Foto: Republika/Rakhmawaty La'lang
Peneliti Pusat Studi Konstitusi (PUSaKO) Fakultas Hukum Universitas Andalas Feri Amsari (kiri) berbincang bersama Koordinator Divisi Korupsi Politik Indonesian Corruption Watch (ICW) Donal Fariz.

REPUBLIKA.CO.ID, JAKARTA-- Pengamat Hukum sekaligus Direktur Pusat Studi Konstitusi (Pusako) dari Universitas Andalas Feri Amsari mengatakan, Presiden Joko Widodo dan Dewan Perwakilan Rakyat (DPR) RI harus membuat Undang-Undang (UU) baru untuk melarang institusi Kejaksaan dan Kepolisian untuk bergabung di Komisi Pemberantasan Korupsi (KPK). Sehingga, KPK tetap independen dan tidak dicampuri oleh para koruptor.

"Harus ada pembentukkan UU baru dari Presiden dan DPR jika ingin KPK seperti dulu kala. Kalau tidak, KPK yang dasarnya baik untuk memberantas korupsi di institusi yang bermasalah, malah menjadi institusi yang dicampuri koruptor," katanya saat dihubungi Republika, Selasa (8/6).

Menurutnya, KPK menjadi rumit seperti sekarang karena institusi yang bermasalah bergabung dan menguasai KPK. Lalu, ada para koruptor yang merasa dirugikan dan melakukan berbagai penyerangan ke KPK begitupun sebaliknya. 

"Jika baca UUD 30 tahun 2002 tentang pembentukan KPK, di dalam dasar-dasar pembentukan ini terjadi karena aparat kepolisian dan kejaksaan bermasalah. Lalu, yang terjadi institusi yang bermasalah ini masuk ke KPK. Jadinya, sekarang terjadi berbagai penyerangan bukan solusi," kata dia.

Sebelumnya diketahui, Ketua Umum Yayasan Lembaga Bantuan Hukum Indonesia (YLBHI) Asfinawati memandang, polemik penyingkiran 75 pegawai Komisi Pemberantasan Korupsi (KPK) melalui Tes Wawasan Kebangsaan (TWK) menunjukkan berlanjutnya peristiwa "Cicak vs Buaya". Bedanya, serangan kali ini ada pencanggihan metode baru untuk melemahkan KPK dengan cara menguasai KPK.

"TWK sudah berhasil menunjukkan Cicak vs Buaya berlanjut, kalau dari jilid satu hingga jilid tiga serangan buaya  dari luar berupa kriminalisasi maka di jilid keempat ini serangan buaya dari dalam (internal KPK)," ujar Asfinawati dalam acara nobar dan diskusi KPK the Endgame di Tangerang, Sabtu (5/6) malam.

Diketahui, dalam jilid sebelumnya serangan terhadap KPK selalu melibatkan petinggi Polri yakni jilid I (Susno Duajdi), jilid II (Djoko Susilo), dan jilid III (Budi Gunawan).
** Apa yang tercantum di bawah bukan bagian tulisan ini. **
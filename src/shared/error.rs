//! Payload Errors
//!
//! Failures that happen on either side of the network hop without involving it:
//! a body that will not encode or decode, a form field rejected before sending,
//! or a 2xx response that lacks what the caller needs.
//!
//! ```rust
//! use storefront::shared::error::SharedError;
//!
//! let error = SharedError::validation("mobile", "Mobile number is required");
//! assert_eq!(error.to_string(), "mobile: Mobile number is required");
//! ```

use thiserror::Error;

#[derive(Debug, Error, Clone, PartialEq, Eq)]
pub enum SharedError {
    /// Body could not be encoded or decoded as JSON
    #[error("invalid payload: {message}")]
    SerializationError { message: String },

    /// Input rejected locally, nothing was sent
    #[error("{field}: {message}")]
    ValidationError { field: String, message: String },

    /// A success response without a field the caller depends on
    #[error("unexpected response from {endpoint}: {reason}")]
    MalformedResponse { endpoint: String, reason: String },
}

impl SharedError {
    pub fn serialization(message: impl Into<String>) -> Self {
        Self::SerializationError {
            message: message.into(),
        }
    }

    pub fn validation(field: impl Into<String>, message: impl Into<String>) -> Self {
        Self::ValidationError {
            field: field.into(),
            message: message.into(),
        }
    }

    pub fn malformed(endpoint: impl Into<String>, reason: impl Into<String>) -> Self {
        Self::MalformedResponse {
            endpoint: endpoint.into(),
            reason: reason.into(),
        }
    }

    /// Field name for validation errors
    pub fn field(&self) -> Option<&str> {
        match self {
            Self::ValidationError { field, .. } => Some(field),
            _ => None,
        }
    }
}

impl From<serde_json::Error> for SharedError {
    fn from(err: serde_json::Error) -> Self {
        Self::serialization(err.to_string())
    }
}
Kini, Cicak vs Buaya Jilid IV terjadi dalam jangka waktu panjang. Mulai dari Pansus Angket DPR terhadap KPK pada 2017, seleksi pimpinan KPK periode 2019-2023, revisi UU KPK, hingga TWK. 

Asfinawati menuturkan, pertanyaan-pertanyaan janggal dan berkesan main-main selama proses TWK juga semakin menunjukkan Indonesia sudah dikuasai oleh para koruptor. Karena, dalam proses pelaksanaan TWK melibatkan sejumlah lembaga negara seperti Badan Kepegawaian Negara hingga Kementrian Hukum dan Hak Asasi Manusia (Kemenkumham). 

Bahkan, sejak proses seleksi pimpinan KPK periode 2019-2023 yang meloloskan calon bermasalah. Sehingga kini, Asfinawati melihat, KPK praktis sudah dikuasai dari dalam. 

"Indonesia ini sudah dikuasai koruptor. Jadi ini bukan hanya endgame KPK. tapi ini endgame untuk rakyat, " tegasnya. 

"Masalah ini pun lebih dari serangan koruptor terhadap pemberantasan korupsi, tapi juga serangan terhadap demokrasi dan hak kita sebagai rakyat sangat terancam," tambahnya. 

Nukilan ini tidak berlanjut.